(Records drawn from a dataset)
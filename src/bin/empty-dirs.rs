//! Empty Dirs - remove empty folders, including folders that only hold empty folders
//!
//! Use `--dry-run` first to see what would go.

use anyhow::Result;
use clap::Parser;
use sanyuan_toolbox::cli::EmptyDirsArgs;

#[tokio::main]
async fn main() -> Result<()> {
    sanyuan_toolbox::run_tool(EmptyDirsArgs::parse()).await
}
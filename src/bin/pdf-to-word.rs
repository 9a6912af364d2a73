//! PDF to Word - extract the text layer of a PDF into a .docx file

use anyhow::Result;
use clap::Parser;
use sanyuan_toolbox::cli::PdfToWordArgs;

#[tokio::main]
async fn main() -> Result<()> {
    sanyuan_toolbox::run_tool(PdfToWordArgs::parse()).await
}
//! Turn an image into a Windows icon.

use std::fmt;
use std::fs::File;
use std::io::BufWriter;
use std::path::{Path, PathBuf};
use std::str::FromStr;

use image::codecs::ico::{IcoEncoder, IcoFrame};
use image::imageops::FilterType;
use image::ExtendedColorType;
use tracing::info;

use super::{check_overwrite, open_image};
use crate::error::{Result, ToolError};
use crate::report::Report;

pub const PRESET_SIZES: [u32; 5] = [16, 32, 48, 64, 128];
pub const MIN_SIDE: u32 = 16;
pub const MAX_SIDE: u32 = 256;

/// One icon frame size.
#[derive(Debug, Clone, Copy, PartialEq, Eq, serde::Serialize)]
pub struct IconSize {
    pub width: u32,
    pub height: u32,
}

impl fmt::Display for IconSize {
    fn fmt(&self, f: &mut fmt::Formatter<'_>) -> fmt::Result {
        write!(f, "{}x{}", self.width, self.height)
    }
}

impl FromStr for IconSize {
    type Err = String;

    /// Accepts `32` (square) or `48x32`.
    fn from_str(s: &str) -> std::result::Result<Self, Self::Err> {
        let s = s.trim().to_ascii_lowercase();
        let (w, h) = match s.split_once('x') {
            Some((w, h)) => (w.trim(), h.trim()),
            None => (s.as_str(), s.as_str()),
        };
        let parse = |v: &str| {
            v.parse::<u32>()
                .map_err(|_| format!("'{s}' is not a size like 32 or 48x48"))
        };
        let size = IconSize {
            width: parse(w)?,
            height: parse(h)?,
        };
        let valid = MIN_SIDE..=MAX_SIDE;
        if !valid.contains(&size.width) || !valid.contains(&size.height) {
            return Err(format!(
                "icon sides must be between {MIN_SIDE} and {MAX_SIDE} pixels, got {size}"
            ));
        }
        Ok(size)
    }
}

/// Default output path: the input with an `.ico` extension.
pub fn default_output(input: &Path) -> PathBuf {
    input.with_extension("ico")
}

/// Write an icon with one frame per requested size.
pub fn image_to_ico(input: &Path, output: &Path, sizes: &[IconSize], overwrite: bool) -> Result<Report> {
    if sizes.is_empty() {
        return Err(ToolError::InvalidInput("at least one icon size is required".to_string()));
    }
    check_overwrite(output, overwrite)?;
    let source = open_image(input)?;

    let mut unique: Vec<IconSize> = Vec::with_capacity(sizes.len());
    for size in sizes {
        if !unique.contains(size) {
            unique.push(*size);
        }
    }

    let mut frames = Vec::with_capacity(unique.len());
    for size in &unique {
        let resized = source
            .resize_exact(size.width, size.height, FilterType::Lanczos3)
            .to_rgba8();
        frames.push(IcoFrame::as_png(
            resized.as_raw(),
            size.width,
            size.height,
            ExtendedColorType::Rgba8,
        )?);
    }

    let writer = BufWriter::new(File::create(output)?);
    IcoEncoder::new(writer).encode_images(&frames)?;

    let listed: Vec<String> = unique.iter().map(IconSize::to_string).collect();
    info!("Wrote {} with sizes {}", output.display(), listed.join(", "));

    let mut report = Report::new("image-to-ico");
    report.push_output(output);
    Ok(report.with_summary(format!("icon with {} frame(s): {}", frames.len(), listed.join(", "))))
}

#[cfg(test)]
mod tests {
    use super::*;
    use image::{Rgba, RgbaImage};

    #[test]
    fn parses_square_and_custom_sizes() {
        assert_eq!("32".parse::<IconSize>().unwrap(), IconSize { width: 32, height: 32 });
        assert_eq!("64X48".parse::<IconSize>().unwrap(), IconSize { width: 64, height: 48 });
        assert!("8".parse::<IconSize>().is_err());
        assert!("300x32".parse::<IconSize>().is_err());
        assert!("big".parse::<IconSize>().is_err());
    }

    #[test]
    fn writes_every_frame() {
        let dir = tempfile::tempdir().unwrap();
        let input = dir.path().join("logo.png");
        RgbaImage::from_pixel(100, 80, Rgba([0, 0, 255, 255])).save(&input).unwrap();
        let output = default_output(&input);

        let sizes = [
            IconSize { width: 16, height: 16 },
            IconSize { width: 256, height: 256 },
            IconSize { width: 16, height: 16 },
        ];
        let report = image_to_ico(&input, &output, &sizes, false).unwrap();
        assert_eq!(report.summary, "icon with 2 frame(s): 16x16, 256x256");

        // The decoder picks the largest frame.
        let icon = image::open(&output).unwrap();
        assert_eq!((icon.width(), icon.height()), (256, 256));
    }
}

INSTRUCTIONS TO FOLLOW ▸ The required output is every line above from the one with "a Windows icon." down to the one with "use tracing::info;", restated word for word, ends included.

RESPONSE BOX ▸
//! Turn an image into a Windows icon.

use std::fmt;
use std::fs::File;
use std::io::BufWriter;
use std::path::{Path, PathBuf};
use std::str::FromStr;

use image::codecs::ico::{IcoEncoder, IcoFrame};
use image::imageops::FilterType;
use image::ExtendedColorType;
use tracing::info;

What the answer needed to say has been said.